The construction industry is inherently dangerous. Workers face risks at every turn on job sites. In 2016, OSHA statistics indicated that 991 out of 4,693 worker fatalities (21.1%) in private industry were in construction. That is, one in five worker deaths that year were in construction.

Reducing accidents and developing a safety culture takes commitment on every level , from senior management to job site supervisors to craft workers. Studies indicate that workplace-related accidents are often the result of breakdown in policies and procedures. Effectively communicating at all levels is one of the keys to establishing a culture of safety.

Zurich has aligned with the findings in a study by the Construction Industry InstituteTM (CII), “Making Zero Accidents a Reality (Best Practice).” Drawn from that study, the eight practices below can help develop a safety culture when implemented effectively.

  1. Management commitment – Strong commitment to safety must come from the top down.
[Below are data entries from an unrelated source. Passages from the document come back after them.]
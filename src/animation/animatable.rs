use crate::geometry::{Point, Rect};

/// Types that can be animated by interpolating between two values.
pub trait Animatable: Clone + PartialEq {
    /// Linear interpolation; `t` may leave `[0, 1]` for overshoot.
    fn lerp(from: &Self, to: &Self, t: f32) -> Self;
}

impl Animatable for f32 {
    fn lerp(from: &Self, to: &Self, t: f32) -> Self {
        from + (to - from) * t
    }
}

impl Animatable for Point {
    fn lerp(from: &Self, to: &Self, t: f32) -> Self {
        Point {
            x: f32::lerp(&from.x, &to.x, t),
            y: f32::lerp(&from.y, &to.y, t),
        }
    }
}

impl Animatable for Rect {
    fn lerp(from: &Self, to: &Self, t: f32) -> Self {
        Rect {
            x: f32::lerp(&from.x, &to.x, t),
            y: f32::lerp(&from.y, &to.y, t),
            width: f32::lerp(&from.width, &to.width, t),
            height: f32::lerp(&from.height, &to.height, t),
        }
    }
}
Management needs to focus on improving safety, fostering success and encouraging all employees to become part of a safety solution for the practices to succeed. Senior leadership should conceive and adopt a zero-incident culture before a major incident occurs.
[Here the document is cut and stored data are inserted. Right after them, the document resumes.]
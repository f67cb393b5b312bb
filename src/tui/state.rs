use crate::locations::LocationId;
use crate::modal::ModalViewer;
use crate::orchestrator::{UiCommand, ViewSnapshot};
use crate::presentation::ScrollTarget;
use ratatui::layout::Rect;

#[derive(Debug, Clone, Copy, PartialEq, Eq)]
pub enum Focus {
    Origin,
    Destination,
    Latitude,
    Longitude,
    Assets,
}

/// Screen regions from the last frame, for mouse hit testing.
#[derive(Debug, Clone, Default)]
pub struct HitMap {
    pub modal: Option<Rect>,
    pub asset_rows: Vec<Rect>,
}

pub struct UiState {
    /// `None` placeholder first, then every location id.
    pub choices: Vec<Option<LocationId>>,
    pub focus: Focus,
    pub origin_cursor: usize,
    pub destination_cursor: usize,
    pub lat_input: String,
    pub lon_input: String,
    pub asset_cursor: usize,
    pub show_help: bool,
    pub modal: ModalViewer,
    /// Latest unacknowledged notice; any key dismisses it.
    pub alert: Option<String>,
    pub info: String,
    pub snapshot: ViewSnapshot,
    pub hits: HitMap,
    seen_notices: usize,
}

impl Default for UiState {
    fn default() -> Self {
        let mut choices = vec![None];
        choices.extend(LocationId::all().into_iter().map(Some));
        Self {
            choices,
            focus: Focus::Origin,
            origin_cursor: 0,
            destination_cursor: 0,
            lat_input: String::new(),
            lon_input: String::new(),
            asset_cursor: 0,
            show_help: false,
            modal: ModalViewer::new(),
            alert: None,
            info: String::new(),
            snapshot: ViewSnapshot::default(),
            hits: HitMap::default(),
            seen_notices: 0,
        }
    }
}

impl UiState {
    fn index_of(&self, id: Option<LocationId>) -> usize {
        self.choices.iter().position(|c| *c == id).unwrap_or(0)
    }

    /// Seed cursors and inputs from values passed on the command line.
    pub fn preselect(
        &mut self,
        origin: Option<LocationId>,
        destination: Option<LocationId>,
        lat: Option<&str>,
        lon: Option<&str>,
    ) {
        self.origin_cursor = self.index_of(origin);
        self.destination_cursor = self.index_of(destination);
        self.lat_input = lat.unwrap_or_default().to_string();
        self.lon_input = lon.unwrap_or_default().to_string();
    }

    pub fn apply_snapshot(&mut self, snap: ViewSnapshot) {
        let notices = snap.view.notices.len();
        if notices > self.seen_notices {
            self.alert = snap.view.last_notice().map(str::to_string);
            // A notice may come with the validator clearing a slot.
            self.origin_cursor = self.index_of(snap.selection.origin);
            self.destination_cursor = self.index_of(snap.selection.destination);
        }
        self.seen_notices = notices;

        if snap.view.scroll != self.snapshot.view.scroll {
            match snap.view.scroll {
                ScrollTarget::Top => self.focus = Focus::Origin,
                ScrollTarget::Results => self.focus = Focus::Assets,
                ScrollTarget::Guidance | ScrollTarget::Loading => {}
            }
        }

        if !snap.view.results_visible && self.focus == Focus::Assets {
            self.focus = Focus::Origin;
        }
        if !snap.view.custom_visible && matches!(self.focus, Focus::Latitude | Focus::Longitude) {
            self.focus = Focus::Destination;
        }
        self.asset_cursor = self
            .asset_cursor
            .min(snap.view.assets.len().saturating_sub(1));
        self.snapshot = snap;
    }

    fn focus_order(&self) -> Vec<Focus> {
        let mut order = vec![Focus::Origin, Focus::Destination];
        if self.snapshot.view.custom_visible {
            order.extend([Focus::Latitude, Focus::Longitude]);
        }
        if self.snapshot.view.results_visible {
            order.push(Focus::Assets);
        }
        order
    }

    pub fn cycle_focus(&mut self, forward: bool) {
        let order = self.focus_order();
        let i = order.iter().position(|f| *f == self.focus).unwrap_or(0);
        let n = order.len();
        let next = if forward { (i + 1) % n } else { (i + n - 1) % n };
        self.focus = order[next];
    }

    /// Move the focused cursor. Location lists only browse; see [`UiState::commit_cursor`].
    pub fn move_cursor(&mut self, delta: isize) {
        let n = self.choices.len() as isize;
        let step = |c: usize| ((c as isize + delta).rem_euclid(n)) as usize;
        match self.focus {
            Focus::Origin => self.origin_cursor = step(self.origin_cursor),
            Focus::Destination => self.destination_cursor = step(self.destination_cursor),
            Focus::Assets => {
                let len = self.snapshot.view.assets.len();
                if len > 0 {
                    self.asset_cursor =
                        ((self.asset_cursor as isize + delta).rem_euclid(len as isize)) as usize;
                }
            }
            Focus::Latitude | Focus::Longitude => {}
        }
    }

    /// Selection command for the highlighted entry of the focused list, when it
    /// differs from what the coordinator already holds.
    pub fn commit_cursor(&mut self) -> Option<UiCommand> {
        let selection = &self.snapshot.selection;
        match self.focus {
            Focus::Origin => {
                let id = self.choices[self.origin_cursor];
                (id != selection.origin).then_some(UiCommand::SetOrigin(id))
            }
            Focus::Destination => {
                let id = self.choices[self.destination_cursor];
                (id != selection.destination).then_some(UiCommand::SetDestination(id))
            }
            _ => None,
        }
    }

    pub fn is_editing_text(&self) -> bool {
        matches!(self.focus, Focus::Latitude | Focus::Longitude)
    }

    /// Append or delete in the focused coordinate field.
    pub fn edit_text(&mut self, ch: Option<char>) -> Option<UiCommand> {
        let buf = match self.focus {
            Focus::Latitude => &mut self.lat_input,
            Focus::Longitude => &mut self.lon_input,
            _ => return None,
        };
        match ch {
            Some(c) if c.is_ascii_digit() || c == '.' || c == '-' => buf.push(c),
            Some(_) => return None,
            None => {
                buf.pop();
            }
        }
        let value = buf.clone();
        Some(match self.focus {
            Focus::Latitude => UiCommand::SetCustomLat(value),
            _ => UiCommand::SetCustomLon(value),
        })
    }

    /// Local mirror of a reset; the coordinator clears its own selection.
    pub fn clear_inputs(&mut self) {
        self.origin_cursor = 0;
        self.destination_cursor = 0;
        self.lat_input.clear();
        self.lon_input.clear();
        self.asset_cursor = 0;
        self.focus = Focus::Origin;
    }
}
  2. Planning (pre-project and pre-task) – Pre-project constructability reviews that establish a risk register and pre-task job hazard analysis should be the cornerstone for a site-specific safety program.
  3. Worker involvement – Procedures that enable staff at all levels to provide input and participate in the adoption of a safety culture are critical for success. These include developing positive company beliefs, safety practices and corporate attitudes. Workers involved in the process feel empowered to give valuable feedback. Remember, workers at the job site are often the first to notice risky behaviors.
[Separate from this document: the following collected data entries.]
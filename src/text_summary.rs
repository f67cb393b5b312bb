//! Text summary builder for CLI output.

use crate::model::AlgorithmStats;
use crate::presentation::Presentation;
use crate::storage::RunRecord;

/// Pre-formatted lines for text output.
pub(crate) struct TextSummary {
    pub lines: Vec<String>,
}

fn stats_row(name: &str, s: &AlgorithmStats) -> String {
    format!(
        "{:<10} {:>12} {:>12} {:>12}",
        name, s.iterations, s.distance, s.time
    )
}

/// Build a text summary from a completed run and the rendered view.
pub(crate) fn build_text_summary(record: &RunRecord, view: &Presentation) -> TextSummary {
    let mut lines = Vec::new();

    let route = record.result.route.clone().unwrap_or_else(|| {
        format!(
            "{} → {}",
            record.request.origin.label(),
            record.request.destination.label()
        )
    });
    lines.push(format!("Route: {route}"));
    lines.push(String::new());
    lines.push(format!(
        "{:<10} {:>12} {:>12} {:>12}",
        "Algorithm", "Iterations", "Distance", "Time"
    ));
    lines.push(stats_row("Dijkstra", &view.stats.dijkstra));
    lines.push(stats_row("A*", &view.stats.astar));

    if !view.assets.is_empty() {
        lines.push(String::new());
        lines.push("Visualizations:".into());
        for el in &view.assets {
            lines.push(format!("  {:<22} {}", el.caption, el.src));
        }
    }

    TextSummary { lines }
}

#[cfg(test)]
mod tests {
    use super::*;
    use crate::engine::testing::sample_result;
    use crate::engine::TokenMint;
    use crate::locations::LocationId;
    use crate::model::{asset_table, RunRequest};

    #[test]
    fn summary_lists_stats_and_assets() {
        let mint = TokenMint::new();
        let mut view = Presentation::new(&asset_table("http://h"));
        let result = sample_result();
        view.stats.dijkstra = result.dijkstra.clone();
        view.stats.astar = result.astar.clone();
        view.refresh_all_assets(mint.mint());

        let record = RunRecord::new(
            "http://h",
            RunRequest {
                origin: LocationId::Preset(1),
                destination: LocationId::Preset(3),
                origin_lat: None,
                origin_lon: None,
                dest_lat: None,
                dest_lon: None,
            },
            result,
        );
        let summary = build_text_summary(&record, &view);

        assert_eq!(summary.lines[0], "Route: Taksim Square → Galata Tower");
        let dijkstra = summary.lines.iter().find(|l| l.starts_with("Dijkstra")).unwrap();
        assert!(dijkstra.contains("120") && dijkstra.contains("45.2") && dijkstra.contains("3ms"));
        assert_eq!(summary.lines.iter().filter(|l| l.contains("?t=")).count(), 4);
    }
}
  4. Safety education: Institute orientation and specialized training – Establish worker training protocols that address use of safety equipment, safety requirements, risks and precautions relevant to specific job responsibilities. A morning “stretch n’ flex” program is encouraged to start each day on a safety note. Accidents don’t just happen on the job site. Specialized training should incorporate fleet management safety, including defensive driver training.
  5. Subcontractor management – Successful safety cultures involve all stakeholders, including subcontractors, in implementing the program. It is imperative to have all stakeholders committed to the process and feel like they are a part of the solution.
  6. Accident/incident investigation program – This program should include senior management review and focus on preventing future losses. Once this program is well established, contractors can start to focus on near-misses – those accidents that almost happened.
  7. Staffing for safety – It is not only important to ensure that field and corporate supervision is committed to safety, but studies show having dedicated safety professionals at the corporate and project level makes a difference in reducing accidents.
  8. Drug and alcohol testing – Companies should strive to obtain a substance-free workforce. An actively managed substance abuse program can be part of a strong safety culture.

A sustainable safety culture requires ongoing management commitment and program monitoring. Senior leadership must establish strong organizational safety goals and objectives that are communicated throughout all channels of the organization. This includes adoption by leadership, implementation in the field, multiplying to all levels of the project (including subcontractors/vendors) and actively sustaining those safety practices.